For years, advances in AI have been a horse race: bigger models, better benchmark scores, more expensive clusters. This week we broke that framework. The most important development was not simply an advance in intelligence. They were competing to answer deeper questions. Who can own it, adapt it, and govern it?
Thinking Machines Lab has entered the modeling field. heartwarminga 975 billion parameter expert mixture model with 41 billion active parameters, native text, image, and audio inputs, a 1 million token context window, open weights, and an Apache 2.0 license. The company’s emphasis on tuning, controllable reasoning effort, and customization is more interesting than any leaderboard position. Inkling is a bet that the next frontier is a model that people can shape based on their own judgment, rather than simply borrowing from a centrally managed oracle.

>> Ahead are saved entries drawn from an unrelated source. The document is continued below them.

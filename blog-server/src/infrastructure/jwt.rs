use crate::domain::{AuthToken, DomainError};
use chrono::{Duration, Utc};
use jsonwebtoken::{decode, encode, DecodingKey, EncodingKey, Header, Validation};
use serde::{Deserialize, Serialize};
use uuid::Uuid;

#[derive(Debug, Serialize, Deserialize)]
pub struct Claims {
    pub user_id: i64,
    pub username: String,
    /// Id of the server-side `auth_tokens` row backing this token.
    pub jti: String,
    pub iat: usize,
    pub exp: usize,
}

pub struct JwtService {
    encoding_key: EncodingKey,
    decoding_key: DecodingKey,
    ttl: Duration,
}

impl JwtService {
    pub fn new(secret: &str, ttl_hours: i64) -> Result<Self, DomainError> {
        tracing::debug!(
            "Initializing JwtService with secret length: {}",
            secret.len()
        );

        if secret.is_empty() {
            return Err(DomainError::InternalError(
                "JWT secret must not be empty".to_string(),
            ));
        }

        if secret.len() < 32 {
            tracing::warn!(
                "JWT secret is too short ({} chars). Minimum recommended is 32 chars.",
                secret.len()
            );
        }

        Ok(Self {
            encoding_key: EncodingKey::from_secret(secret.as_bytes()),
            decoding_key: DecodingKey::from_secret(secret.as_bytes()),
            ttl: Duration::hours(ttl_hours),
        })
    }

    /// Signs a fresh token and returns it with the record that has to be persisted for it.
    pub fn issue(&self, user_id: i64, username: &str) -> Result<(String, AuthToken), DomainError> {
        tracing::debug!(
            "Generating token for user_id: {}, username: {}",
            user_id,
            username
        );

        let now = Utc::now();
        let expires_at = now
            .checked_add_signed(self.ttl)
            .ok_or_else(|| DomainError::InternalError("Token expiry overflow".to_string()))?;

        let record = AuthToken {
            id: Uuid::new_v4().to_string(),
            user_id,
            created_at: now,
            expires_at,
        };

        let claims = Claims {
            user_id,
            username: username.to_string(),
            jti: record.id.clone(),
            iat: now.timestamp() as usize,
            exp: expires_at.timestamp() as usize,
        };

        match encode(&Header::default(), &claims, &self.encoding_key) {
            Ok(token) => {
                tracing::debug!("Token encoded successfully");
                Ok((token, record))
            }
            Err(e) => {
                tracing::error!("Failed to encode token: {}", e);
                Err(DomainError::InternalError(format!(
                    "Failed to generate token: {}",
                    e
                )))
            }
        }
    }

    pub fn verify_token(&self, token: &str) -> Result<Claims, DomainError> {
        match decode::<Claims>(token, &self.decoding_key, &Validation::default()) {
            Ok(token_data) => {
                tracing::debug!("Token verified for user_id: {}", token_data.claims.user_id);
                Ok(token_data.claims)
            }
            Err(e) => {
                tracing::warn!("Token verification failed: {}", e);
                Err(DomainError::Unauthorized("Invalid token.".to_string()))
            }
        }
    }
}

Moonshot AI went in the opposite direction on scale while converging on the same access policy. Kimi K3 It has 2.8 trillion parameters, activates 16 out of 896 experts, supports vision and context of 1 million tokens, and is intended for long-term coding and knowledge work. Moonshot describes this as the first open model for the 3 trillion parameter class, but full weighting is not expected until later this month. This warning is important, but so is its trajectory. Chinese laboratories no longer compete solely on cost. They use openness itself as a strategic tool.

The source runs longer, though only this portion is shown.